Lorelle VanFossen, a prominent WordPress author, emboldens my idea of the open-ended evolving document, with a post from last year: “Do You Update Posts or Post Updates?”. When we elect to ‘update’ our posts, they become a different document than the URL formerly pointed to.
My reasons for changing my permalink structure are connected with the intended logic of this site, and the ongoing memi project. When I began the WordPress version of the site I spent some time reading about permalinks, and how to use them. It was quite clear that one of their purposes was to enable every entry to have a unique identifier. The standard way to do this was to incorporate the date into the link, so that this entry might become http://wwww.owenkelly.net/2008/01/28/permalinks-a-step-forward – leaving me free to write an article with the same title in a day or so.
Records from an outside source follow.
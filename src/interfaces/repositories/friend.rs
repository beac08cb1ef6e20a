use async_trait::async_trait;
use sqlx::{self, PgPool, Postgres, QueryBuilder, Transaction};

use crate::{
    entities::friend::{Friend, FriendRow, NewFriendRequest, SocialLink, SocialLinkInput, UpdateFriendRequest},
    errors::AppError,
    repositories::sqlx_repo::SqlxFriendRepo,
};

pub(super) const FRIEND_SELECT: &str = r#"
    SELECT id, name, image, description, pinned, "order", created_at, updated_at
    FROM friends"#;

const FRIEND_RETURNING: &str =
    r#" RETURNING id, name, image, description, pinned, "order", created_at, updated_at"#;

#[cfg_attr(test, mockall::automock)]
#[async_trait]
pub trait FriendRepository: Sync + Send {
    async fn list_friends(&self) -> Result<Vec<Friend>, AppError>;
    async fn find_friend(&self, id: i32) -> Result<Option<Friend>, AppError>;
    async fn insert_friend(&self, friend: &NewFriendRequest) -> Result<Friend, AppError>;
    async fn update_friend(&self, id: i32, patch: &UpdateFriendRequest) -> Result<Option<Friend>, AppError>;
    async fn delete_friend(&self, id: i32) -> Result<bool, AppError>;
}

impl SqlxFriendRepo {
    pub fn new(pool: PgPool) -> Self {
        SqlxFriendRepo { pool }
    }
}

/// Attaches social links to the given friend rows with a single query.
pub(super) async fn with_links(pool: &PgPool, rows: Vec<FriendRow>) -> Result<Vec<Friend>, AppError> {
    if rows.is_empty() {
        return Ok(Vec::new());
    }

    let ids: Vec<i32> = rows.iter().map(|r| r.id).collect();
    let links = sqlx::query_as::<_, SocialLink>(
        r#"
        SELECT id, friend_id, name, link, icon_light, icon_dark
        FROM social_links
        WHERE friend_id = ANY($1)
        ORDER BY id ASC
        "#,
    )
    .bind(&ids)
    .fetch_all(pool)
    .await?;

    Ok(Friend::assemble(rows, links))
}

async fn insert_links(
    tx: &mut Transaction<'_, Postgres>,
    friend_id: i32,
    links: &[SocialLinkInput],
) -> Result<(), AppError> {
    if links.is_empty() {
        return Ok(());
    }

    let mut builder = QueryBuilder::<Postgres>::new(
        "INSERT INTO social_links (friend_id, name, link, icon_light, icon_dark) ",
    );
    builder.push_values(links, |mut row, link| {
        row.push_bind(friend_id)
            .push_bind(link.name.clone())
            .push_bind(link.link.clone())
            .push_bind(link.icon_light.clone())
            .push_bind(link.icon_dark.clone());
    });
    builder.build().execute(&mut **tx).await?;

    Ok(())
}

#[async_trait]
impl FriendRepository for SqlxFriendRepo {
    async fn list_friends(&self) -> Result<Vec<Friend>, AppError> {
        let rows = sqlx::query_as::<_, FriendRow>(&format!(
            r#"{FRIEND_SELECT} ORDER BY pinned DESC, "order" ASC, created_at DESC"#
        ))
        .fetch_all(&self.pool)
        .await?;

        with_links(&self.pool, rows).await
    }

    async fn find_friend(&self, id: i32) -> Result<Option<Friend>, AppError> {
        let row = sqlx::query_as::<_, FriendRow>(&format!("{FRIEND_SELECT} WHERE id = $1"))
            .bind(id)
            .fetch_optional(&self.pool)
            .await?;

        match row {
            Some(row) => Ok(with_links(&self.pool, vec![row]).await?.pop()),
            None => Ok(None),
        }
    }

    async fn insert_friend(&self, friend: &NewFriendRequest) -> Result<Friend, AppError> {
        let mut tx = self.pool.begin().await?;

        let row = sqlx::query_as::<_, FriendRow>(&format!(
            r#"INSERT INTO friends (name, image, description, pinned, "order")
               VALUES ($1, $2, $3, $4, $5){FRIEND_RETURNING}"#
        ))
        .bind(&friend.name)
        .bind(&friend.image)
        .bind(&friend.description)
        .bind(friend.pinned.unwrap_or(false))
        .bind(friend.order.unwrap_or(0))
        .fetch_one(&mut *tx)
        .await?;

        insert_links(&mut tx, row.id, &friend.social_links).await?;
        tx.commit().await?;

        with_links(&self.pool, vec![row])
            .await?
            .pop()
            .ok_or_else(|| AppError::NotFound("Friend not found".into()))
    }

    async fn update_friend(&self, id: i32, patch: &UpdateFriendRequest) -> Result<Option<Friend>, AppError> {
        let mut tx = self.pool.begin().await?;

        let mut builder = QueryBuilder::<Postgres>::new("UPDATE friends SET updated_at = NOW()");
        if let Some(name) = patch.name.flatten_str() {
            builder.push(", name = ").push_bind(name.to_string());
        }
        if let Some(image) = patch.image.flatten_str() {
            builder.push(", image = ").push_bind(image.to_string());
        }
        if let Some(description) = patch.description.flatten_str() {
            builder.push(", description = ").push_bind(description.to_string());
        }
        if let Some(pinned) = patch.pinned.value_ref() {
            builder.push(", pinned = ").push_bind(*pinned);
        }
        if let Some(order) = patch.order.value_ref() {
            builder.push(r#", "order" = "#).push_bind(*order);
        }
        builder.push(" WHERE id = ").push_bind(id);
        builder.push(FRIEND_RETURNING);

        let Some(row) = builder
            .build_query_as::<FriendRow>()
            .fetch_optional(&mut *tx)
            .await?
        else {
            tx.rollback().await?;
            return Ok(None);
        };

        if let Some(links) = &patch.social_links {
            sqlx::query("DELETE FROM social_links WHERE friend_id = $1")
                .bind(id)
                .execute(&mut *tx)
                .await?;
            insert_links(&mut tx, id, links).await?;
        }
        tx.commit().await?;

        Ok(with_links(&self.pool, vec![row]).await?.pop())
    }

    async fn delete_friend(&self, id: i32) -> Result<bool, AppError> {
        let mut tx = self.pool.begin().await?;

        sqlx::query("DELETE FROM social_links WHERE friend_id = $1")
            .bind(id)
            .execute(&mut *tx)
            .await?;

        let result = sqlx::query("DELETE FROM friends WHERE id = $1")
            .bind(id)
            .execute(&mut *tx)
            .await?;

        if result.rows_affected() == 0 {
            tx.rollback().await?;
            return Ok(false);
        }

        tx.commit().await?;
        Ok(true)
    }
}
I soon came to see that this built into the page links exactly the kind of blog structure that I was trying to remove from the site. I had no use for the creation date of each article, but I did have several uses for the article ID. So I decided to change the permalinks to something that would be much more useful – something like http://wwww.owenkelly.net/523/permalinks-a-step-forward, which contains only information I might actually want.
The question was: how?
On Saturday, surfing while Auo was at a party near Arcada, I found Dean Lee’s Permalinks Migration Plugin, and today I installed it (or rather the recently patched version that seems to have some vulnerabilities fixed). Dean’s site explains what the plug-in actually does:
Many people want to change their permalink structure. But doing so will make all pages indexed by search engines become invalid,moreover, losing visitors from other sites or bookmarks that links to you.
There is a way to tell the search engines (and browsers) that the page has permenantly moved, and that the old address should be replaced by the new one . It’s called a “301 Redirect”, also known as a Permanent Redirect.When you do this, Search engines will update their indexes quickly and you won’t lose your pagerank.you will continue to receive traffic as though nothing had changed. This works for search engines, bookmarks, and links from other sites.
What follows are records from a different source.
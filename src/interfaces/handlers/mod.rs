pub mod articles;
pub mod dashboard;
pub mod envelope;
pub mod feeds;
pub mod friends;
pub mod home;
pub mod projects;
pub mod slides;
pub mod system;
pub mod tags;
By now, you know how can you change your permalinks without losing the traffic you’re already getting. You can download this Permalink Migration Plugin to achieve this for you.
This plugin will generates a “301 Redirect” when user or spider visit your site through old permalinks,and redirect them to the new permalinks of the same post.
I have spent the last fifteen minutes testing it, and it fixes all the internal links that I have made. I shall use it and then slowly, week by week, go through the old entries and update the internal links. The external links will benefit from this permanently.